The general manager of the Celtics is Danny Ainge, probably the most boyish looking grandfather on this earth. The general manager of Minnesota is Kevin McHale, an erudite seven-footer with a face straight out of The Irish RM and a gait like Herman Munster. Back in the 1980s, both played alongside Larry Bird on arguably the finest NBA team ever. The league began to soar in profile, in main because of the polemical rivalry between Bird's Celtics and Magic Johnson's glittering LA Lakers. But it was still a very different league. The old Boston Garden was a glorious dump, and under the stern counsel of the club's patriarch, Red Auerbach, crowd entertainment was limited to the background sound of a Hammond organ. The game was the thing. It would have been impossible for that ascetic principal to have survived the explosion in image and television rights, marketing and inordinately inflated players salaries that transformed the NBA in the 1990s.
But seeing McHale standing amidst all the glitz and glamour in London, there was the unavoidable sense of something lost. As with all sports associations, the constant headaches for the NBA and the club owners is to devise new ways to sell the game. As Stern reminded his audience on Wednesday evening, the London game was broadcast live to consumers who had signed up for a wheeze devised between the television company ESPN and a major mobile phone network.
"They are watching the games on their cell phones," said Stern with a smile that suggested he endorsed the old north of England maxim that there is "nowt queer as folk". "It isn't necessarily the way I would want to watch a game, but that doesn't count on ratings. There is something new happening always. So we market. We promote, We expand digitally. And then we hope."

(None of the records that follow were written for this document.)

//! The lifecycle record of one executor incarnation and the tasks it
//! hosts.
//!
//! ## State Machine
//!
//! ```text
//!                 register/reregister              shutdown/kill
//! REGISTERING ───────────────────────▶ RUNNING ───────────────▶ TERMINATING
//!      │                                  │                          │
//!      │ registration timeout             │ exit                     │ exit
//!      ▼                                  ▼                          ▼
//! TERMINATING (forced)               TERMINATED                TERMINATED
//! ```
//!
//! A task id lives in exactly one of the four task tables: queued
//! (accepted, executor not yet running), launched (handed to the
//! executor), terminated (terminal status seen, acknowledgement
//! pending), completed (terminal status acknowledged, bounded history).
//! `resources` is always the sum over queued and launched tasks.

use std::collections::{HashMap, VecDeque};
use std::path::{Path, PathBuf};

use tracing::warn;

use skiff_id::{ExecutorId, FrameworkId, RunId, SlaveId, TaskId};
use skiff_messages::{Endpoint, ExecutorInfo, Task, TaskInfo, TaskState, TaskStatus};
use skiff_resources::Resources;

use crate::checkpoint::{self, CheckpointError, Record};
use crate::config::MAX_COMPLETED_TASKS_PER_EXECUTOR;
use crate::isolator::ContainerId;
use crate::paths;
use crate::state::TaskRunState;

#[derive(Debug, Clone, Copy, PartialEq, Eq)]
pub enum ExecutorState {
    /// Launched but not (re-)registered yet.
    Registering,
    /// Has (re-)registered.
    Running,
    /// Being shut down or killed.
    Terminating,
    /// Process has exited; there may still be unacknowledged updates.
    Terminated,
}

/// One executor incarnation, exclusively owned by its framework record.
pub struct ExecutorRecord {
    pub id: ExecutorId,
    pub framework_id: FrameworkId,
    /// Distinguishes incarnations of the same executor id.
    pub run_id: RunId,
    pub info: ExecutorInfo,
    /// Sandbox directory of this run.
    pub directory: PathBuf,
    pub checkpoint: bool,
    /// True when rebuilt from checkpoints rather than launched.
    pub recovered: bool,
    pub state: ExecutorState,
    /// Where the executor speaks from, once registered.
    pub endpoint: Option<Endpoint>,
    pub os_pid: Option<u32>,
    /// Sum of resources across queued and launched tasks.
    pub resources: Resources,
    pub queued_tasks: HashMap<TaskId, TaskInfo>,
    pub launched_tasks: HashMap<TaskId, Task>,
    pub terminated_tasks: HashMap<TaskId, Task>,
    pub completed_tasks: VecDeque<Task>,
}

impl ExecutorRecord {
    pub fn new(
        framework_id: FrameworkId,
        info: ExecutorInfo,
        run_id: RunId,
        directory: PathBuf,
        checkpoint: bool,
    ) -> Self {
        Self {
            id: info.executor_id.clone(),
            framework_id,
            run_id,
            info,
            directory,
            checkpoint,
            recovered: false,
            state: ExecutorState::Registering,
            endpoint: None,
            os_pid: None,
            resources: Resources::empty(),
            queued_tasks: HashMap::new(),
            launched_tasks: HashMap::new(),
            terminated_tasks: HashMap::new(),
            completed_tasks: VecDeque::new(),
        }
    }

    pub fn container_id(&self) -> ContainerId {
        ContainerId {
            framework_id: self.framework_id.clone(),
            executor_id: self.id.clone(),
            run_id: self.run_id,
        }
    }

    /// Accepts a task while the executor is not yet running.
    pub fn add_task(&mut self, task: TaskInfo) {
        self.resources += &task.resources;
        self.queued_tasks.insert(task.task_id.clone(), task);
    }

    /// Moves every queued task to launched, returning the infos to send.
    pub fn flush_queued(&mut self, slave_id: Option<SlaveId>) -> Vec<TaskInfo> {
        let mut infos: Vec<TaskInfo> = self.queued_tasks.drain().map(|(_, info)| info).collect();
        infos.sort_by(|a, b| a.task_id.cmp(&b.task_id));

        for info in &infos {
            let task = Task::from_info(info, self.framework_id.clone(), self.id.clone(), slave_id);
            self.launched_tasks.insert(task.task_id.clone(), task);
        }
        infos
    }

    /// Records a task handed directly to a running executor.
    pub fn launch_task(&mut self, info: &TaskInfo, slave_id: Option<SlaveId>) {
        self.resources += &info.resources;
        let task = Task::from_info(info, self.framework_id.clone(), self.id.clone(), slave_id);
        self.launched_tasks.insert(task.task_id.clone(), task);
    }

    /// Applies a non-terminal status to a launched task.
    pub fn update_task_state(&mut self, status: &TaskStatus) {
        if let Some(task) = self.launched_tasks.get_mut(&status.task_id) {
            task.state = status.state;
            task.latest_status = Some(status.clone());
        }
    }

    /// Moves a task to the terminated table with its terminal status.
    /// Frees the task's resources.
    pub fn terminate_task(&mut self, task_id: &TaskId, status: TaskStatus) {
        let task = if let Some(info) = self.queued_tasks.remove(task_id) {
            let mut task = Task::from_info(&info, self.framework_id.clone(), self.id.clone(), None);
            task.state = status.state;
            task.latest_status = Some(status);
            Some(task)
        } else if let Some(mut task) = self.launched_tasks.remove(task_id) {
            task.state = status.state;
            task.latest_status = Some(status);
            Some(task)
        } else {
            None
        };

        match task {
            Some(task) => {
                self.terminated_tasks.insert(task_id.clone(), task);
                self.recompute_resources();
            }
            None => {
                warn!(
                    executor_id = %self.id,
                    task_id = %task_id,
                    "Ignoring termination of unknown task"
                );
            }
        }
    }

    /// After the terminal update was acknowledged: move the task to the
    /// bounded completed history.
    pub fn complete_task(&mut self, task_id: &TaskId) -> bool {
        let Some(task) = self.terminated_tasks.remove(task_id) else {
            return false;
        };
        if self.completed_tasks.len() >= MAX_COMPLETED_TASKS_PER_EXECUTOR {
            self.completed_tasks.pop_front();
        }
        self.completed_tasks.push_back(task);
        true
    }

    /// Whether any task has not fully completed yet.
    pub fn has_incomplete_tasks(&self) -> bool {
        !self.queued_tasks.is_empty()
            || !self.launched_tasks.is_empty()
            || !self.terminated_tasks.is_empty()
    }

    /// Whether the task id appears in any table.
    pub fn contains_task(&self, task_id: &TaskId) -> bool {
        self.queued_tasks.contains_key(task_id)
            || self.launched_tasks.contains_key(task_id)
            || self.terminated_tasks.contains_key(task_id)
            || self.completed_tasks.iter().any(|t| &t.task_id == task_id)
    }

    /// Appends the task launch record to this executor's durable log.
    pub fn checkpoint_task(
        &self,
        meta_dir: &Path,
        slave_id: &SlaveId,
        task: &Task,
    ) -> Result<(), CheckpointError> {
        if !self.checkpoint {
            return Ok(());
        }
        checkpoint::checkpoint(
            &paths::task_info_path(
                meta_dir,
                slave_id,
                &self.framework_id,
                &self.id,
                &self.run_id,
                &task.task_id,
            ),
            &Record::Task(task.clone()),
        )
    }

    /// Rebuilds one task from its checkpointed launch record and update
    /// log.
    pub fn recover_task(&mut self, recovered: &TaskRunState) {
        let Some(mut task) = recovered.info.clone() else {
            warn!(executor_id = %self.id, "Skipping recovered task without launch record");
            return;
        };

        let mut terminal_acked = false;
        for update in &recovered.updates {
            task.state = update.status.state;
            task.latest_status = Some(update.status.clone());
            if update.status.state.is_terminal() && recovered.acks.contains(&update.update_id) {
                terminal_acked = true;
            }
        }

        if terminal_acked {
            if self.completed_tasks.len() >= MAX_COMPLETED_TASKS_PER_EXECUTOR {
                self.completed_tasks.pop_front();
            }
            self.completed_tasks.push_back(task);
        } else if task.state.is_terminal() {
            self.terminated_tasks.insert(task.task_id.clone(), task);
        } else {
            self.launched_tasks.insert(task.task_id.clone(), task);
        }
        self.recompute_resources();
    }

    fn recompute_resources(&mut self) {
        let mut resources = Resources::empty();
        for info in self.queued_tasks.values() {
            resources += &info.resources;
        }
        for task in self.launched_tasks.values() {
            resources += &task.resources;
        }
        self.resources = resources;
    }
}

/// The terminal status an agent synthesises for a task it must answer
/// for itself.
pub fn synthesised_status(task_id: TaskId, state: TaskState, message: &str) -> TaskStatus {
    TaskStatus {
        task_id,
        state,
        message: Some(message.to_string()),
        data: None,
    }
}
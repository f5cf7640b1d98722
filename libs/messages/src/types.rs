//! Protocol data types carried inside messages and checkpoints.

use std::collections::BTreeMap;

use chrono::{DateTime, Utc};
use serde::{Deserialize, Serialize};

use skiff_id::{ExecutorId, FrameworkId, OfferId, SlaveId, TaskId, UpdateId};
use skiff_resources::Resources;

/// Static `key=value` labels advertised by a slave.
pub type Attributes = BTreeMap<String, String>;

/// The lifecycle state of a task.
#[derive(Debug, Clone, Copy, PartialEq, Eq, PartialOrd, Ord, Hash, Serialize, Deserialize)]
pub enum TaskState {
    #[serde(rename = "TASK_STAGING")]
    Staging,
    #[serde(rename = "TASK_STARTING")]
    Starting,
    #[serde(rename = "TASK_RUNNING")]
    Running,
    #[serde(rename = "TASK_FINISHED")]
    Finished,
    #[serde(rename = "TASK_FAILED")]
    Failed,
    #[serde(rename = "TASK_KILLED")]
    Killed,
    #[serde(rename = "TASK_LOST")]
    Lost,
}

impl TaskState {
    /// Terminal states never transition again.
    pub fn is_terminal(&self) -> bool {
        matches!(
            self,
            TaskState::Finished | TaskState::Failed | TaskState::Killed | TaskState::Lost
        )
    }

    /// All states, in declaration order. Used for statistics tables.
    pub const ALL: [TaskState; 7] = [
        TaskState::Staging,
        TaskState::Starting,
        TaskState::Running,
        TaskState::Finished,
        TaskState::Failed,
        TaskState::Killed,
        TaskState::Lost,
    ];
}

impl std::fmt::Display for TaskState {
    fn fmt(&self, f: &mut std::fmt::Formatter<'_>) -> std::fmt::Result {
        let s = match self {
            TaskState::Staging => "TASK_STAGING",
            TaskState::Starting => "TASK_STARTING",
            TaskState::Running => "TASK_RUNNING",
            TaskState::Finished => "TASK_FINISHED",
            TaskState::Failed => "TASK_FAILED",
            TaskState::Killed => "TASK_KILLED",
            TaskState::Lost => "TASK_LOST",
        };
        write!(f, "{}", s)
    }
}

/// A command to run inside an executor sandbox.
#[derive(Debug, Clone, PartialEq, Serialize, Deserialize)]
pub struct CommandInfo {
    pub value: String,
}

impl CommandInfo {
    pub fn new(value: impl Into<String>) -> Self {
        Self {
            value: value.into(),
        }
    }
}

/// Describes an executor a framework wants launched.
#[derive(Debug, Clone, PartialEq, Serialize, Deserialize)]
pub struct ExecutorInfo {
    pub executor_id: ExecutorId,
    /// Filled in by the agent before launch.
    #[serde(skip_serializing_if = "Option::is_none")]
    pub framework_id: Option<FrameworkId>,
    pub command: CommandInfo,
    pub resources: Resources,
}

/// Describes a task a framework wants run.
///
/// A task either names an explicit executor or carries a bare command,
/// in which case the agent synthesises a command-executor shim keyed by
/// the task id.
#[derive(Debug, Clone, PartialEq, Serialize, Deserialize)]
pub struct TaskInfo {
    pub task_id: TaskId,
    pub name: String,
    pub resources: Resources,
    #[serde(skip_serializing_if = "Option::is_none")]
    pub executor: Option<ExecutorInfo>,
    #[serde(skip_serializing_if = "Option::is_none")]
    pub command: Option<CommandInfo>,
    #[serde(skip_serializing_if = "Option::is_none")]
    pub data: Option<Vec<u8>>,
}

/// Describes a framework to the agent.
#[derive(Debug, Clone, PartialEq, Serialize, Deserialize)]
pub struct FrameworkInfo {
    pub name: String,
    pub user: String,
    /// Opt-in to durable logging of this framework's executors and
    /// status-update streams. Authoritative over the agent-wide flag.
    #[serde(default)]
    pub checkpoint: bool,
}

/// Describes the slave to the master.
#[derive(Debug, Clone, PartialEq, Serialize, Deserialize)]
pub struct SlaveInfo {
    pub hostname: String,
    pub resources: Resources,
    #[serde(default)]
    pub attributes: Attributes,
    #[serde(default)]
    pub checkpoint: bool,
}

/// The observed state of one task at one point in time.
#[derive(Debug, Clone, PartialEq, Serialize, Deserialize)]
pub struct TaskStatus {
    pub task_id: TaskId,
    pub state: TaskState,
    #[serde(skip_serializing_if = "Option::is_none")]
    pub message: Option<String>,
    #[serde(skip_serializing_if = "Option::is_none")]
    pub data: Option<Vec<u8>>,
}

/// A status update travelling from an executor towards its framework.
///
/// `update_id` is the 128-bit acknowledgement key; within one
/// (framework, task) stream updates are delivered strictly in order.
#[derive(Debug, Clone, PartialEq, Serialize, Deserialize)]
pub struct StatusUpdate {
    pub framework_id: FrameworkId,
    #[serde(skip_serializing_if = "Option::is_none")]
    pub executor_id: Option<ExecutorId>,
    #[serde(skip_serializing_if = "Option::is_none")]
    pub slave_id: Option<SlaveId>,
    pub status: TaskStatus,
    pub timestamp: DateTime<Utc>,
    pub update_id: UpdateId,
}

impl StatusUpdate {
    /// Builds an update stamped with the current time and a fresh id.
    pub fn new(
        framework_id: FrameworkId,
        executor_id: Option<ExecutorId>,
        slave_id: Option<SlaveId>,
        status: TaskStatus,
    ) -> Self {
        Self {
            framework_id,
            executor_id,
            slave_id,
            status,
            timestamp: Utc::now(),
            update_id: UpdateId::new(),
        }
    }

    pub fn task_id(&self) -> &TaskId {
        &self.status.task_id
    }
}

/// A launched task as tracked by the agent and reported to the master
/// on re-registration.
#[derive(Debug, Clone, PartialEq, Serialize, Deserialize)]
pub struct Task {
    pub task_id: TaskId,
    pub name: String,
    pub framework_id: FrameworkId,
    pub executor_id: ExecutorId,
    #[serde(skip_serializing_if = "Option::is_none")]
    pub slave_id: Option<SlaveId>,
    pub state: TaskState,
    pub resources: Resources,
    #[serde(skip_serializing_if = "Option::is_none")]
    pub latest_status: Option<TaskStatus>,
}

impl Task {
    /// Builds the tracking record for an accepted task.
    pub fn from_info(
        info: &TaskInfo,
        framework_id: FrameworkId,
        executor_id: ExecutorId,
        slave_id: Option<SlaveId>,
    ) -> Self {
        Self {
            task_id: info.task_id.clone(),
            name: info.name.clone(),
            framework_id,
            executor_id,
            slave_id,
            state: TaskState::Staging,
            resources: info.resources.clone(),
            latest_status: None,
        }
    }
}

/// A resource offer produced by the allocator.
#[derive(Debug, Clone, PartialEq, Serialize, Deserialize)]
pub struct Offer {
    pub offer_id: OfferId,
    pub framework_id: FrameworkId,
    pub slave_id: SlaveId,
    pub resources: Resources,
}

/// A usage sample for one executor, as reported by the isolator.
#[derive(Debug, Clone, PartialEq, Serialize, Deserialize)]
pub struct ResourceStatistics {
    pub timestamp: DateTime<Utc>,
    pub cpus_user_time_secs: f64,
    pub cpus_system_time_secs: f64,
    pub mem_rss_bytes: u64,
}

#[cfg(test)]
mod tests {
    use super::*;

    #[test]
    fn test_task_state_terminal() {
        assert!(!TaskState::Staging.is_terminal());
        assert!(!TaskState::Running.is_terminal());
        assert!(TaskState::Finished.is_terminal());
        assert!(TaskState::Lost.is_terminal());
    }

    #[test]
    fn test_status_update_json_roundtrip() {
        let update = StatusUpdate::new(
            FrameworkId::new(),
            Some("exec-1".parse().unwrap()),
            Some(SlaveId::new()),
            TaskStatus {
                task_id: "task-1".parse().unwrap(),
                state: TaskState::Running,
                message: None,
                data: None,
            },
        );

        let json = serde_json::to_string(&update).unwrap();
        let back: StatusUpdate = serde_json::from_str(&json).unwrap();
        assert_eq!(back, update);
        assert!(json.contains("TASK_RUNNING"));
    }

    #[test]
    fn test_task_from_info() {
        let info = TaskInfo {
            task_id: "t1".parse().unwrap(),
            name: "t1".to_string(),
            resources: Resources::parse("cpus:1").unwrap(),
            executor: None,
            command: Some(CommandInfo::new("sleep 1")),
            data: None,
        };

        let task = Task::from_info(&info, FrameworkId::new(), "e1".parse().unwrap(), None);
        assert_eq!(task.state, TaskState::Staging);
        assert_eq!(task.resources, info.resources);
        assert!(task.latest_status.is_none());
    }
}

And they also make brilliant use of their players as ambassadors. The NBA season is absurdly gruelling, with 80 regular-season games augmented by constant travel across a vast continent and regular training. And that is before teams even begin the play-offs, which is when the real season begins. The whistle-stop tour of Europe made for a demanding pre-season for the Boston and Minnesota players.
"It is kind of hitting me, I am losing my voice," admitted Paul Pierce. "There has been a lot of travelling. But it was great fun and we got some things done we needed to get done. I feel like we are expanding out here. They are great fans out here - I have been to London before and it is a great city. The were really into the game and they could spot a play in front of them."
Players like Pierce are essentially just paving a way for the future. Establishing a European team is not of paramount concern to the NBA and, if that happens, it will come down to the willingness of an investor, like the oligarchs who are controlling England's football clubs, to sign the cheque for the necessary millions.
When Ray Allen observed that the presence of an NBA team in Europe was unlikely to happen in his lifetime as an NBA player, his team-mate Garnett offered a wry grin. "The Big Ticket" has been pounding the gleaming floors of NBA stadiums since he was drafted as a high school sensation back in 1995. He has won all garlands apart from an NBA championship ring and now, in his thirties, that honour is all he has left to play for.
"If it doesn't happen in your career," he guffawed, "then it sure won't happen in mine."